▶ **Excerpted records**:
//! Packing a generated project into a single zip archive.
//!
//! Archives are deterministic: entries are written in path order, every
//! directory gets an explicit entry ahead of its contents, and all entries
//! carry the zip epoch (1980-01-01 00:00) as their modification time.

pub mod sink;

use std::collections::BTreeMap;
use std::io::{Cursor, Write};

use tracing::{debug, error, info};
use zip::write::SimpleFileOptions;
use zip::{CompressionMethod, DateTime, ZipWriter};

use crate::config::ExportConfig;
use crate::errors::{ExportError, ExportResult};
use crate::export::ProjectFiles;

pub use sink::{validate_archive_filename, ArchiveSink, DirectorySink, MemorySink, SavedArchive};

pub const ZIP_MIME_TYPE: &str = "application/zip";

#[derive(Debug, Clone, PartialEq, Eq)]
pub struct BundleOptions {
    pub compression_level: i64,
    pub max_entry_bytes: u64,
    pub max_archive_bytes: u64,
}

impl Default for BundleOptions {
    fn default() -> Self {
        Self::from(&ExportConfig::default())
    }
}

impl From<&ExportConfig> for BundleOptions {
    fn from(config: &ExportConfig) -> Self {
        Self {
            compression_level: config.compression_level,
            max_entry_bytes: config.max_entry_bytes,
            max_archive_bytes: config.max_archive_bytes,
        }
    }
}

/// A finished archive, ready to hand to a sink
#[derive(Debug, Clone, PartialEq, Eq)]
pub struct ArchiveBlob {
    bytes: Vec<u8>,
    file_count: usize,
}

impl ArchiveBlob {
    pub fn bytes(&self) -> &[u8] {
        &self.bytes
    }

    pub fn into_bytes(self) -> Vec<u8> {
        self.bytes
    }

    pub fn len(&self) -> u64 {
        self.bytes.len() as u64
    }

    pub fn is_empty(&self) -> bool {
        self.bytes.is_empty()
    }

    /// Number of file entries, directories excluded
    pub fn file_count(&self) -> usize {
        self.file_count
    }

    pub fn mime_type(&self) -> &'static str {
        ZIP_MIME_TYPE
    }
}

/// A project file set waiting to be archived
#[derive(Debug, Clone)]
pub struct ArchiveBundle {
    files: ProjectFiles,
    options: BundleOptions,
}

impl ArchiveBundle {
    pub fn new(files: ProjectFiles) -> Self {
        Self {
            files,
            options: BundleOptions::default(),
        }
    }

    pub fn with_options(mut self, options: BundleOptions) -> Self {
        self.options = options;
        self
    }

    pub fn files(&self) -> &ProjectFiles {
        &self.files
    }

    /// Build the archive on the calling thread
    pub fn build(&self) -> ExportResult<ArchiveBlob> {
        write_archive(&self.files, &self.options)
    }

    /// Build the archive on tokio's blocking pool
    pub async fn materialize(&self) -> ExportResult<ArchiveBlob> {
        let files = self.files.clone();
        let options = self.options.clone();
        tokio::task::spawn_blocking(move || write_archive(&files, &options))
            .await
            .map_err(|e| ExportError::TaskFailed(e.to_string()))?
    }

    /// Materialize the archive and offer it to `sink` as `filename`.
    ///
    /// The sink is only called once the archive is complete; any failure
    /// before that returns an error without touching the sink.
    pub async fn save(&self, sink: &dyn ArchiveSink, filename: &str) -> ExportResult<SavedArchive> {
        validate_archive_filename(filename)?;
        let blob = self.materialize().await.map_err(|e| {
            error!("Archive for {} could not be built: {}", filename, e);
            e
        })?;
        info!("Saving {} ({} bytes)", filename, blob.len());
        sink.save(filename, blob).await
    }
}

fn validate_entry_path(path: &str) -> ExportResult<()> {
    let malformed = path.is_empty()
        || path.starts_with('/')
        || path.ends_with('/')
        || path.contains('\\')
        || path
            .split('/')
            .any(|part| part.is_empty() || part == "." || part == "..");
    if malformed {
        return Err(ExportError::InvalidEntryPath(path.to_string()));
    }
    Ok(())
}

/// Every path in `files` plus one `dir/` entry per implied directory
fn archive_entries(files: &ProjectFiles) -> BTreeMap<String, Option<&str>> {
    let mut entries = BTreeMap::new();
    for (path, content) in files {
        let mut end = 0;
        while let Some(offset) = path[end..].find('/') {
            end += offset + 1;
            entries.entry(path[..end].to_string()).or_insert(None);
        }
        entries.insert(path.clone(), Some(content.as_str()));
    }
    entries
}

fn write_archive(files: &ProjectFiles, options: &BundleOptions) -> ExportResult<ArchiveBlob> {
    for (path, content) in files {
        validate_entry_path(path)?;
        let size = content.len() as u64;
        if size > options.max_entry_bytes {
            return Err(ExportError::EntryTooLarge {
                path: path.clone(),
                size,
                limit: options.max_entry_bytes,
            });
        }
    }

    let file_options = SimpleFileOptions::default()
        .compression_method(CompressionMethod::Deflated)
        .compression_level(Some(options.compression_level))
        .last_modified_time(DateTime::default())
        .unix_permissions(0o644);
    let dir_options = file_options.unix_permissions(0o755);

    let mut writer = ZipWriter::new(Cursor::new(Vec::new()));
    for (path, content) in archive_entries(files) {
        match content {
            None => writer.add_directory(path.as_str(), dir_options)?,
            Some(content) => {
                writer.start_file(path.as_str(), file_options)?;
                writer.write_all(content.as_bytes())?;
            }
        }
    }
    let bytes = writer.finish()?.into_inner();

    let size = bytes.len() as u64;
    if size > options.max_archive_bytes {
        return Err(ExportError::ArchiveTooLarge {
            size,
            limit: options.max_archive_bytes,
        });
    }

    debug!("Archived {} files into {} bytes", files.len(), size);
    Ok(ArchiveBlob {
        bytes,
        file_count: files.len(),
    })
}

...

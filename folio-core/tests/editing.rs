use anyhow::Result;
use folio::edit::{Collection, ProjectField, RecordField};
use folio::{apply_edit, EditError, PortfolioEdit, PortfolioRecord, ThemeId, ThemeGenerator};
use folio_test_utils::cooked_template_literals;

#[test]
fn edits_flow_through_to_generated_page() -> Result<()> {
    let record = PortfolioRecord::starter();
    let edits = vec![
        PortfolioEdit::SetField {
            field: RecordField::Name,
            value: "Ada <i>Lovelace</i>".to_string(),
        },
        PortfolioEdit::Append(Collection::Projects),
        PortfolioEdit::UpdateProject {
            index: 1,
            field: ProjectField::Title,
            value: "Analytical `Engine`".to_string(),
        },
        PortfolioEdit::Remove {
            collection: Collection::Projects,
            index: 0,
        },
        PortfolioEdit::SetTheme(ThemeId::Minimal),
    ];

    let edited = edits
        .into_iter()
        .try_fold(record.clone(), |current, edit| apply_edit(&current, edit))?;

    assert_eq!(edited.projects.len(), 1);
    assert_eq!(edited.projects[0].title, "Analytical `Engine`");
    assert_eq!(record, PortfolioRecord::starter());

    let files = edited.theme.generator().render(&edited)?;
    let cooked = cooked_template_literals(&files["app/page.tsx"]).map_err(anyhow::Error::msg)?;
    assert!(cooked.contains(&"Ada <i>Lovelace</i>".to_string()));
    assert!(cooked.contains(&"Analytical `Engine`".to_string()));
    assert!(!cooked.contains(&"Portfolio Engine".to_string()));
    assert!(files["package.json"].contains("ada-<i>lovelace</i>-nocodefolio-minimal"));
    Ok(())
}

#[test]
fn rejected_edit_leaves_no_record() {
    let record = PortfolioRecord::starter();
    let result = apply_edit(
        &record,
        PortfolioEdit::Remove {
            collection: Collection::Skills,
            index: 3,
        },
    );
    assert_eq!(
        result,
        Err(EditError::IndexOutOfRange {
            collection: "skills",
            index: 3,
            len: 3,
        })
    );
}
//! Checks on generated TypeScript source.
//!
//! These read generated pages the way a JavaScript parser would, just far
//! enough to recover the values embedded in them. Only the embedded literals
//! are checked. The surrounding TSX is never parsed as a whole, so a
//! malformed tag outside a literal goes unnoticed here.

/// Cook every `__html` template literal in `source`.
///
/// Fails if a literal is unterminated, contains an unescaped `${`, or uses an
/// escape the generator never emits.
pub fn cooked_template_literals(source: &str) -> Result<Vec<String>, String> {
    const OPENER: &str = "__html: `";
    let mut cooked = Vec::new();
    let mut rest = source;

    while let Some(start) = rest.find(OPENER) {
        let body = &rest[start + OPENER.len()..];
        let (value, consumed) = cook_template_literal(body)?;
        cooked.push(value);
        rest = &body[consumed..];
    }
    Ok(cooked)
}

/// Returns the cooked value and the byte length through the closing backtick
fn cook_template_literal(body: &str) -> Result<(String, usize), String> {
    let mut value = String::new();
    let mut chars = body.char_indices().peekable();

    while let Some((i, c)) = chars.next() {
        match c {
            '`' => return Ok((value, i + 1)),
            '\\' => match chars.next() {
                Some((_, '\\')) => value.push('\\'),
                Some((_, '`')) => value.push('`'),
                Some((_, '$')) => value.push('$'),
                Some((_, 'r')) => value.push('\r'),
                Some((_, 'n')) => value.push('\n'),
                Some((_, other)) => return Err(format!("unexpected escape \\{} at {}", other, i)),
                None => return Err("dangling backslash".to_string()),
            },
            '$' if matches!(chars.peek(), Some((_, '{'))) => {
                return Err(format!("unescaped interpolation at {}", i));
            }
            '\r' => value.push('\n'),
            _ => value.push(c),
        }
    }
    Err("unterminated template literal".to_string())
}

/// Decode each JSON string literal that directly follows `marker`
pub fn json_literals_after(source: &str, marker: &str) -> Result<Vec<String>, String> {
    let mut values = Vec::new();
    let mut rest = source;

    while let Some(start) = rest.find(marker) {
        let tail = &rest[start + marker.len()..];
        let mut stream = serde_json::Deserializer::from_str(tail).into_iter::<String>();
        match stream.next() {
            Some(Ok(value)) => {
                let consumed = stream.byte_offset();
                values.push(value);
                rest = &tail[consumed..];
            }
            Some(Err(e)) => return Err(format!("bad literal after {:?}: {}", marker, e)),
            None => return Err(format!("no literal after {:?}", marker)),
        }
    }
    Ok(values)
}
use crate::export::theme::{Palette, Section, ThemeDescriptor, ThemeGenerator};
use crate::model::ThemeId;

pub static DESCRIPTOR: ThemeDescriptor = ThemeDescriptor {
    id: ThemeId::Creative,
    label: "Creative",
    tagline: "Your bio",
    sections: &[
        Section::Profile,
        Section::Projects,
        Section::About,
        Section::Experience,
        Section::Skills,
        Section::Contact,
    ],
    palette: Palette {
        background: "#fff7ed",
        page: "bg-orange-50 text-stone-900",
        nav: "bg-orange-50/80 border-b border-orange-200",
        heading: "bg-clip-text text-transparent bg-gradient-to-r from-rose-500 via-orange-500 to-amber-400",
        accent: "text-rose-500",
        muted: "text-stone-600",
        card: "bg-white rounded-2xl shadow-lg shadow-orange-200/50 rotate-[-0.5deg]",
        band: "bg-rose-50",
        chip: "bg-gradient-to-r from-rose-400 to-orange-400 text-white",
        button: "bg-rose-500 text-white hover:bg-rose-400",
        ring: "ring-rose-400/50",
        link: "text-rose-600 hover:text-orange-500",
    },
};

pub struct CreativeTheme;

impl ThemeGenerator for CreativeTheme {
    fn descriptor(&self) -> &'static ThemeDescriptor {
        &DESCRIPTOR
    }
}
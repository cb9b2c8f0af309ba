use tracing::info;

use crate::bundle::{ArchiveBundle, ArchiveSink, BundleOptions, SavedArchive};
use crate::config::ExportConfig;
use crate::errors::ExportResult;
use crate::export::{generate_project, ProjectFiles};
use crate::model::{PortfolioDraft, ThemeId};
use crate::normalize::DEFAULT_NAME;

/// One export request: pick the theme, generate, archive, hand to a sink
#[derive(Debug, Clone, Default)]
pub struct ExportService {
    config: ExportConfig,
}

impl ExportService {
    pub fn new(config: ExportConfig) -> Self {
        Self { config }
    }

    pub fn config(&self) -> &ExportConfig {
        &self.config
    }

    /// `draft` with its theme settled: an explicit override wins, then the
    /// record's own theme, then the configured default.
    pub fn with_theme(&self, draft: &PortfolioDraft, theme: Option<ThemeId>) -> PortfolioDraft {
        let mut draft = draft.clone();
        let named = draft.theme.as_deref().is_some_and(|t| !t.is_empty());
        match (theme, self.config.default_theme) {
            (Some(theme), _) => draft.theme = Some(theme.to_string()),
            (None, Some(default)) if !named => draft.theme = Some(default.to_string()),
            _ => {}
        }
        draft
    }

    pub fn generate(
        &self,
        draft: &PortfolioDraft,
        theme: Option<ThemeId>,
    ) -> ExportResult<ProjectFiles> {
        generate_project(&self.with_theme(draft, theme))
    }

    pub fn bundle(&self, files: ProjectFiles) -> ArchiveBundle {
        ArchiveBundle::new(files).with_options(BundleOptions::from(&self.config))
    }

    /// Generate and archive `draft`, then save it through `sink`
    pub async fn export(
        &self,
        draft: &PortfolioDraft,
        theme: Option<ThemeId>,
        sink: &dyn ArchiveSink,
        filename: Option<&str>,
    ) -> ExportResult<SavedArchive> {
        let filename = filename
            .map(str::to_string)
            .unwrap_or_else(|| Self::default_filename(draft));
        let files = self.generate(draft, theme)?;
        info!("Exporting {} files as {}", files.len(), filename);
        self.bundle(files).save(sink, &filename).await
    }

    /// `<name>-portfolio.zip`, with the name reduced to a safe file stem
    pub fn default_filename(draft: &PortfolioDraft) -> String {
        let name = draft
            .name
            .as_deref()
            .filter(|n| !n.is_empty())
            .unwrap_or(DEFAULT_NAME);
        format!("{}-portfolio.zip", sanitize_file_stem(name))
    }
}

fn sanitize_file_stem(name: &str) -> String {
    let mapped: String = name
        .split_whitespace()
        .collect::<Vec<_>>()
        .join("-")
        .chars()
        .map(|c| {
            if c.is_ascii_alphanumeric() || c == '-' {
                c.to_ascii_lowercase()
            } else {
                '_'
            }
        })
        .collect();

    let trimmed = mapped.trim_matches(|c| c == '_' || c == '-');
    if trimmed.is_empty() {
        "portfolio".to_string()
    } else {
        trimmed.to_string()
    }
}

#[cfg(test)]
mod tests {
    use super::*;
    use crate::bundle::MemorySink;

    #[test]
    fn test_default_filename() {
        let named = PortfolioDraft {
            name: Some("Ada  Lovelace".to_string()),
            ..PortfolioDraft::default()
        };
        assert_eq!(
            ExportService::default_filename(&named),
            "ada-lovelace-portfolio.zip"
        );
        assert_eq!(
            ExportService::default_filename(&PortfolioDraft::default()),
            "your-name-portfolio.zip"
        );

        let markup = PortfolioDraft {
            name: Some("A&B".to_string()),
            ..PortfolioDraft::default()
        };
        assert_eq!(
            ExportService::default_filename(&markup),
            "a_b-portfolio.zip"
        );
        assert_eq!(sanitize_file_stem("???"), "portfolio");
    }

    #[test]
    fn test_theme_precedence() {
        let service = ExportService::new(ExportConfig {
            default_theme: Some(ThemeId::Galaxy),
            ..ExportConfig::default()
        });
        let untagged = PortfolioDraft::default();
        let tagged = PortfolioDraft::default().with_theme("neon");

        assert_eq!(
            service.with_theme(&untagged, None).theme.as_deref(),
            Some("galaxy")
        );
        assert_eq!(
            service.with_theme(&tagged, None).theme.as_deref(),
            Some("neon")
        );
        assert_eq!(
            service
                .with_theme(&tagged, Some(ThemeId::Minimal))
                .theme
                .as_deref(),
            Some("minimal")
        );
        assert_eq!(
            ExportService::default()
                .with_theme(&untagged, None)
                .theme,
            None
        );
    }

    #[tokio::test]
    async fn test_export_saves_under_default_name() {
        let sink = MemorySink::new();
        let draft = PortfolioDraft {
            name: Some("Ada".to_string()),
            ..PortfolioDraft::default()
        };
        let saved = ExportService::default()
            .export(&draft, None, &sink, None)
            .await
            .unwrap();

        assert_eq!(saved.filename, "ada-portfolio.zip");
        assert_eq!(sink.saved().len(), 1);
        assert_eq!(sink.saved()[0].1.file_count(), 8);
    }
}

▶ **Aim of the exercise**: Extract from the material all lines containing the string "ExportConfig".

▶ **Solution**:
use crate::config::ExportConfig;
        Self::from(&ExportConfig::default())
impl From<&ExportConfig> for BundleOptions {
    fn from(config: &ExportConfig) -> Self {
use crate::config::ExportConfig;
    config: ExportConfig,
    pub fn new(config: ExportConfig) -> Self {
    pub fn config(&self) -> &ExportConfig {
        let service = ExportService::new(ExportConfig {
            ..ExportConfig::default()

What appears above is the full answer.